= Hope Academy of Bishkek =

International school in Bishkek, Kyrgyzstan

Hope Academy of Bishkek (HAB) is an international primary and secondary school in Bishkek, Kyrgyzstan. It was founded in 1998 by a group of expatriate parents and provides an English language education, primarily for children of expatriate volunteer families in Kyrgyzstan.

== Demographics ==
Hope Academy has approximately 167 students from preschool through 12th grade, representing 22 nationalities. The largest single student group is from South Korea. The staff come from approximately 15 countries. The largest single group is from Kyrgyzstan, followed by the United States.

== Academics ==
The school offers the following subjects for grades 1-12: Language Arts, Kyrgyz History and Culture, Math, Social Studies, Science, Ethics, Russian, Korean, ESL, Physical Education, Art, Music, Library, and Computer Skills. The average class size is about 14 students per grade.

At the Secondary School Level, HAB offers a college preparatory program, preparing students for the IGCSE and AP exams.
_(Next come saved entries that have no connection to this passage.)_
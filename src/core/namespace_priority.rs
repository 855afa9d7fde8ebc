//! Namespace-aware priority scheduling with rate limiting.
//!
//! Wraps an [`InterleavedWeightedRoundRobinScheduler`] whose channels are
//! keyed by `(namespace, priority)`. The priority class comes from a
//! [`PriorityAssigner`] at submission; the channel weight comes from the
//! namespace's weight table, re-read live. Before a task is handed to the
//! processor the [`NamespaceRateLimitGate`] takes tokens from the host,
//! operation and namespace budgets; a denied task goes back to the tail of its
//! channel.

use std::sync::Arc;
use std::time::Duration;

use tracing::debug;

use crate::config::dynamic::{DynamicProperty, NamespaceProperty};
use crate::core::iwrr::{
    DispatchGate, InterleavedWeightedRoundRobinScheduler, IwrrSchedulerOptions,
    DEFAULT_CHANNEL_CAPACITY, DEFAULT_RATE_LIMIT_RETRY_DELAY,
};
use crate::core::metrics::MetricsHandler;
use crate::core::namespace::NamespaceRegistry;
use crate::core::priority::{PriorityAssigner, PriorityWeights, TaskPriority};
use crate::core::processor::{
    ParallelProcessor, ParallelProcessorOptions, Processor, DEFAULT_SHUTDOWN_TIMEOUT,
};
use crate::core::rate_limiter::{NamespaceRateLimiters, RateLimiter};
use crate::core::scheduler::{Scheduler, SchedulerState, ShutdownPolicy, Submission};
use crate::core::{NamespaceExecutable, SchedulerError};

/// Channel key of the namespace priority scheduler.
#[derive(Debug, Clone, PartialEq, Eq, Hash)]
pub struct NamespacePriorityKey {
    /// Namespace the channel's tasks target.
    pub namespace_id: String,
    /// Priority class of the channel's tasks.
    pub priority: TaskPriority,
}

/// Options of a [`NamespacePriorityScheduler`].
#[derive(Clone)]
pub struct NamespacePrioritySchedulerOptions {
    /// Live worker count of the underlying processor.
    pub worker_count: Arc<dyn DynamicProperty<usize>>,
    /// Processor intake capacity.
    pub queue_size: usize,
    /// Weight table per namespace name, re-read at every dispatch cycle.
    pub namespace_weights: Arc<dyn NamespaceProperty<PriorityWeights>>,
    /// Weight table used when the namespace cannot be resolved.
    pub default_weights: PriorityWeights,
    /// Tasks a single channel may hold before `submit` blocks.
    pub channel_capacity: usize,
    /// Fate of undispatched tasks on `stop`.
    pub shutdown_policy: ShutdownPolicy,
    /// How long `stop` waits for threads before detaching them.
    pub shutdown_timeout: Duration,
    /// Pause after every pending task was denied a token in a row.
    pub rate_limit_retry_delay: Duration,
}

impl NamespacePrioritySchedulerOptions {
    /// Options with default weights, capacity and shutdown settings.
    pub fn new(
        worker_count: Arc<dyn DynamicProperty<usize>>,
        queue_size: usize,
        namespace_weights: Arc<dyn NamespaceProperty<PriorityWeights>>,
    ) -> Self {
        Self {
            worker_count,
            queue_size,
            namespace_weights,
            default_weights: PriorityWeights::default(),
            channel_capacity: DEFAULT_CHANNEL_CAPACITY,
            shutdown_policy: ShutdownPolicy::default(),
            shutdown_timeout: DEFAULT_SHUTDOWN_TIMEOUT,
            rate_limit_retry_delay: DEFAULT_RATE_LIMIT_RETRY_DELAY,
        }
    }
}

/// Dispatch gate over the host/operation limiter and optional per-namespace
/// buckets.
///
/// Namespace budgets are keyed by namespace name; an unresolvable namespace
/// is budgeted under its id.
pub struct NamespaceRateLimitGate {
    limiter: Arc<dyn RateLimiter>,
    namespaces: Option<Arc<NamespaceRateLimiters>>,
    registry: Arc<dyn NamespaceRegistry>,
}

impl NamespaceRateLimitGate {
    /// Gate drawing from `limiter`, usually an operation limiter layered over
    /// the host limiter.
    pub fn new(limiter: Arc<dyn RateLimiter>, registry: Arc<dyn NamespaceRegistry>) -> Self {
        Self {
            limiter,
            namespaces: None,
            registry,
        }
    }

    /// Also require a token from the task's namespace bucket.
    #[must_use]
    pub fn with_namespace_limiters(mut self, namespaces: Arc<NamespaceRateLimiters>) -> Self {
        self.namespaces = Some(namespaces);
        self
    }

    fn namespace_bucket(&self, namespace_id: &str) -> String {
        self.registry
            .get_namespace_name(namespace_id)
            .unwrap_or_else(|_| namespace_id.to_string())
    }
}

impl<E: NamespaceExecutable> DispatchGate<E> for NamespaceRateLimitGate {
    fn admit(&self, executable: &E) -> bool {
        if !self.limiter.allow() {
            return false;
        }
        if let Some(namespaces) = &self.namespaces {
            let bucket = namespaces.limiter_for(&self.namespace_bucket(executable.namespace_id()));
            if !bucket.allow() {
                self.limiter.refund();
                return false;
            }
        }
        true
    }

    fn refund(&self, executable: &E) {
        self.limiter.refund();
        if let Some(namespaces) = &self.namespaces {
            namespaces
                .limiter_for(&self.namespace_bucket(executable.namespace_id()))
                .refund();
        }
    }
}

/// Scheduler that shares workers fairly across namespaces and priority
/// classes.
///
/// Each `(namespace, priority)` pair is a channel weighted by the namespace's
/// table entry for that priority, so within a namespace critical work gets
/// more turns than high, and high more than low.
pub struct NamespacePriorityScheduler<E: NamespaceExecutable> {
    assigner: Arc<dyn PriorityAssigner>,
    processor: Arc<ParallelProcessor<E>>,
    scheduler: InterleavedWeightedRoundRobinScheduler<E, NamespacePriorityKey>,
}

impl<E: NamespaceExecutable> NamespacePriorityScheduler<E> {
    /// Create a scheduler with its own [`ParallelProcessor`].
    ///
    /// # Errors
    ///
    /// [`SchedulerError::InvalidConfig`] for a zero default weight, worker
    /// count, queue size or channel capacity.
    pub fn new(
        options: NamespacePrioritySchedulerOptions,
        assigner: Arc<dyn PriorityAssigner>,
        registry: Arc<dyn NamespaceRegistry>,
        gate: Option<NamespaceRateLimitGate>,
        metrics: Arc<dyn MetricsHandler>,
    ) -> Result<Self, SchedulerError> {
        options
            .default_weights
            .validate()
            .map_err(SchedulerError::InvalidConfig)?;

        let processor = Arc::new(ParallelProcessor::new(
            ParallelProcessorOptions::new(Arc::clone(&options.worker_count), options.queue_size)
                .with_shutdown_policy(options.shutdown_policy)
                .with_shutdown_timeout(options.shutdown_timeout),
            Arc::clone(&metrics),
        )?);

        let namespace_weights = Arc::clone(&options.namespace_weights);
        let default_weights = options.default_weights;
        let weigher = move |key: &NamespacePriorityKey| {
            let weights = match registry.get_namespace_name(&key.namespace_id) {
                Ok(name) => namespace_weights.value_for(&name),
                Err(e) => {
                    debug!(namespace_id = %key.namespace_id, error = %e, "using default weights");
                    default_weights
                }
            };
            weights.weight_of(key.priority)
        };

        let mut iwrr_options = IwrrSchedulerOptions::new(
            Arc::new(|executable: &E| NamespacePriorityKey {
                namespace_id: executable.namespace_id().to_string(),
                priority: executable.priority(),
            }),
            Arc::new(weigher),
        )
        .with_channel_capacity(options.channel_capacity)
        .with_shutdown_policy(options.shutdown_policy)
        .with_shutdown_timeout(options.shutdown_timeout)
        .with_rate_limit_retry_delay(options.rate_limit_retry_delay);
        if let Some(gate) = gate {
            iwrr_options = iwrr_options.with_gate(Arc::new(gate));
        }

        let scheduler = InterleavedWeightedRoundRobinScheduler::new(
            iwrr_options,
            Arc::clone(&processor) as Arc<dyn Processor<E>>,
            metrics,
        )?;

        Ok(Self {
            assigner,
            processor,
            scheduler,
        })
    }

    /// Current lifecycle state. Shows [`SchedulerState::Reconfiguring`] while
    /// either the dispatcher applies a weight change or the processor applies
    /// a worker-count change.
    #[must_use]
    pub fn state(&self) -> SchedulerState {
        self.scheduler.state().with_processor(self.processor.state())
    }

    /// Tasks waiting to be dispatched.
    #[must_use]
    pub fn pending_count(&self) -> usize {
        self.scheduler.pending_count()
    }

    /// `(namespace, priority)` channels created so far.
    #[must_use]
    pub fn channel_count(&self) -> usize {
        self.scheduler.channel_count()
    }

    fn assign(&self, executable: &mut E) {
        let priority = self
            .assigner
            .assign(executable.namespace_id(), executable.attempt());
        executable.set_priority(priority);
    }
}

impl<E: NamespaceExecutable> Scheduler<E> for NamespacePriorityScheduler<E> {
    fn start(&self) {
        self.scheduler.start();
    }

    fn stop(&self) {
        self.scheduler.stop();
    }

    fn submit(&self, mut executable: E) -> Result<(), SchedulerError> {
        self.assign(&mut executable);
        self.scheduler.submit(executable)
    }

    fn try_submit(&self, mut executable: E) -> Result<Submission<E>, SchedulerError> {
        self.assign(&mut executable);
        self.scheduler.try_submit(executable)
    }
}
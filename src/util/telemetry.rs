//! Telemetry helpers for structured logging and tracing.

/// Initialize tracing/telemetry. Users can install their own subscriber; this
/// helper installs a default env-based subscriber if none is set.
///
/// Scheduler components log under the `prometheus_fair_scheduler` target, so
/// `RUST_LOG=prometheus_fair_scheduler=debug` shows dispatch and worker events.
pub fn init_tracing() {
    if tracing::dispatcher::has_been_set() {
        return;
    }
    let _ = tracing_subscriber::fmt()
        .with_env_filter(tracing_subscriber::EnvFilter::from_default_env())
        .with_thread_names(true)
        .try_init();
}
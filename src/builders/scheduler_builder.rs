//! Builders to construct host schedulers from configuration.
//!
//! Static configuration provides the defaults; every reloadable value is read
//! through a [`DynamicConfig`] property under its `scheduler.*` key, so a live
//! configuration client can retune a running scheduler.

use std::sync::Arc;

use tracing::info;

use crate::config::dynamic::{
    DynamicConfig, CRITICAL_RETRY_ATTEMPTS_KEY, MAX_POLL_HOST_RPS_KEY, MAX_POLL_RPS_KEY,
    NAMESPACE_MAX_RPS_KEY, PERSISTENCE_MAX_QPS_KEY, ROUND_ROBIN_WEIGHTS_KEY, WORKER_COUNT_KEY,
};
use crate::config::{ProcessorConfig, SchedulerConfig};
use crate::core::fifo::{FifoScheduler, FifoSchedulerOptions};
use crate::core::metrics::MetricsHandler;
use crate::core::namespace::NamespaceRegistry;
use crate::core::namespace_priority::{
    NamespacePriorityScheduler, NamespacePrioritySchedulerOptions, NamespaceRateLimitGate,
};
use crate::core::priority::{NamespacePriorityAssigner, PriorityAssignerOptions};
use crate::core::processor::{ParallelProcessor, ParallelProcessorOptions};
use crate::core::rate_limiter::{
    host_rate_limiter, operation_rate_limiter, NamespaceRateLimiters, RateLimiter,
};
use crate::core::scheduler::Scheduler;
use crate::core::{Executable, NamespaceExecutable, SchedulerError};
use crate::util::clock::SystemClock;

fn validated(cfg: &SchedulerConfig) -> Result<(), SchedulerError> {
    cfg.validate()
        .map_err(|e| SchedulerError::InvalidConfig(format!("config invalid: {e}")))
}

/// Build a standalone worker pool.
///
/// # Errors
///
/// [`SchedulerError::InvalidConfig`] if the processor settings are invalid.
pub fn build_processor<T: Executable>(
    cfg: &ProcessorConfig,
    dynamic: &DynamicConfig,
    metrics: Arc<dyn MetricsHandler>,
) -> Result<ParallelProcessor<T>, SchedulerError> {
    cfg.validate()
        .map_err(|e| SchedulerError::InvalidConfig(format!("processor invalid: {e}")))?;
    let options = ParallelProcessorOptions::new(
        dynamic.int_property(WORKER_COUNT_KEY, cfg.worker_count),
        cfg.queue_size,
    )
    .with_shutdown_policy(cfg.shutdown_policy)
    .with_shutdown_timeout(cfg.shutdown_timeout())
    .with_reconcile_interval(cfg.reconcile_interval());
    ParallelProcessor::new(options, metrics)
}

/// Build a FIFO scheduler.
///
/// # Errors
///
/// [`SchedulerError::InvalidConfig`] if the configuration is invalid.
pub fn build_fifo_scheduler<T: Executable>(
    cfg: &SchedulerConfig,
    dynamic: &DynamicConfig,
    metrics: Arc<dyn MetricsHandler>,
) -> Result<FifoScheduler<T>, SchedulerError> {
    validated(cfg)?;
    let options = FifoSchedulerOptions {
        channel_capacity: cfg.channel_capacity,
        shutdown_policy: cfg.processor.shutdown_policy,
        shutdown_timeout: cfg.processor.shutdown_timeout(),
        ..FifoSchedulerOptions::new(
            dynamic.int_property(WORKER_COUNT_KEY, cfg.processor.worker_count),
            cfg.processor.queue_size,
        )
    };
    FifoScheduler::new(options, metrics)
}

/// Build the host-wide limiter shared by every queue processor on the host.
pub fn build_host_rate_limiter(cfg: &SchedulerConfig, dynamic: &DynamicConfig) -> Arc<dyn RateLimiter> {
    host_rate_limiter(
        dynamic.float_property(MAX_POLL_HOST_RPS_KEY, cfg.rate_limit.max_poll_host_rps),
        dynamic.float_property(PERSISTENCE_MAX_QPS_KEY, cfg.rate_limit.persistence_max_qps),
        Arc::new(SystemClock),
    )
}

/// Build a namespace priority scheduler drawing from `host_limiter`.
///
/// # Errors
///
/// [`SchedulerError::InvalidConfig`] if the configuration is invalid.
pub fn build_namespace_priority_scheduler<E: NamespaceExecutable>(
    cfg: &SchedulerConfig,
    dynamic: &DynamicConfig,
    registry: Arc<dyn NamespaceRegistry>,
    host_limiter: Arc<dyn RateLimiter>,
    metrics: Arc<dyn MetricsHandler>,
) -> Result<NamespacePriorityScheduler<E>, SchedulerError> {
    validated(cfg)?;

    let assigner = Arc::new(NamespacePriorityAssigner::new(
        cfg.priority.current_cluster.clone(),
        Arc::clone(&registry),
        PriorityAssignerOptions {
            critical_retry_attempts: dynamic
                .int_property(CRITICAL_RETRY_ATTEMPTS_KEY, cfg.priority.critical_retry_attempts),
        },
        Arc::clone(&metrics),
    ));

    let operation = operation_rate_limiter(
        host_limiter,
        dynamic.float_property(MAX_POLL_RPS_KEY, cfg.rate_limit.max_poll_rps),
        Arc::new(SystemClock),
    );
    let namespaces = Arc::new(NamespaceRateLimiters::new(
        dynamic.namespace_property(NAMESPACE_MAX_RPS_KEY, cfg.rate_limit.namespace_max_rps),
    ));
    let gate = NamespaceRateLimitGate::new(operation, Arc::clone(&registry))
        .with_namespace_limiters(namespaces);

    let options = NamespacePrioritySchedulerOptions {
        default_weights: cfg.priority.weights,
        channel_capacity: cfg.channel_capacity,
        shutdown_policy: cfg.processor.shutdown_policy,
        shutdown_timeout: cfg.processor.shutdown_timeout(),
        rate_limit_retry_delay: cfg.priority.rate_limit_retry_delay(),
        ..NamespacePrioritySchedulerOptions::new(
            dynamic.int_property(WORKER_COUNT_KEY, cfg.processor.worker_count),
            cfg.processor.queue_size,
            dynamic.namespace_property(ROUND_ROBIN_WEIGHTS_KEY, cfg.priority.weights),
        )
    };

    NamespacePriorityScheduler::new(options, assigner, registry, Some(gate), metrics)
}

/// Build the host scheduler: namespace priority when
/// `enable_priority_scheduler` is set, FIFO otherwise.
///
/// # Errors
///
/// [`SchedulerError::InvalidConfig`] if the configuration is invalid.
pub fn build_host_scheduler<E: NamespaceExecutable>(
    cfg: &SchedulerConfig,
    dynamic: &DynamicConfig,
    registry: Arc<dyn NamespaceRegistry>,
    metrics: Arc<dyn MetricsHandler>,
) -> Result<Arc<dyn Scheduler<E>>, SchedulerError> {
    if cfg.enable_priority_scheduler {
        let host_limiter = build_host_rate_limiter(cfg, dynamic);
        let scheduler =
            build_namespace_priority_scheduler(cfg, dynamic, registry, host_limiter, metrics)?;
        info!(cluster = %cfg.priority.current_cluster, "built namespace priority host scheduler");
        Ok(Arc::new(scheduler))
    } else {
        let scheduler = build_fifo_scheduler(cfg, dynamic, metrics)?;
        info!("built fifo host scheduler");
        Ok(Arc::new(scheduler))
    }
}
== Extracurricular activities ==
Hope Academy takes part in the Central Asian Basketball Classic, the Central Asian Soccer Classic, and the Central Asian Smash Bros Ultimate Classic. It has annual dramatic productions, service projects, and clubs.

== Accreditation ==
Hope Academy is accredited with the New England Association of Schools and Colleges (NEASC) through the Commission on International Schools Abroad (CAISA).
Hope Academy is a member of the Association of Christian Schools International (ACSI).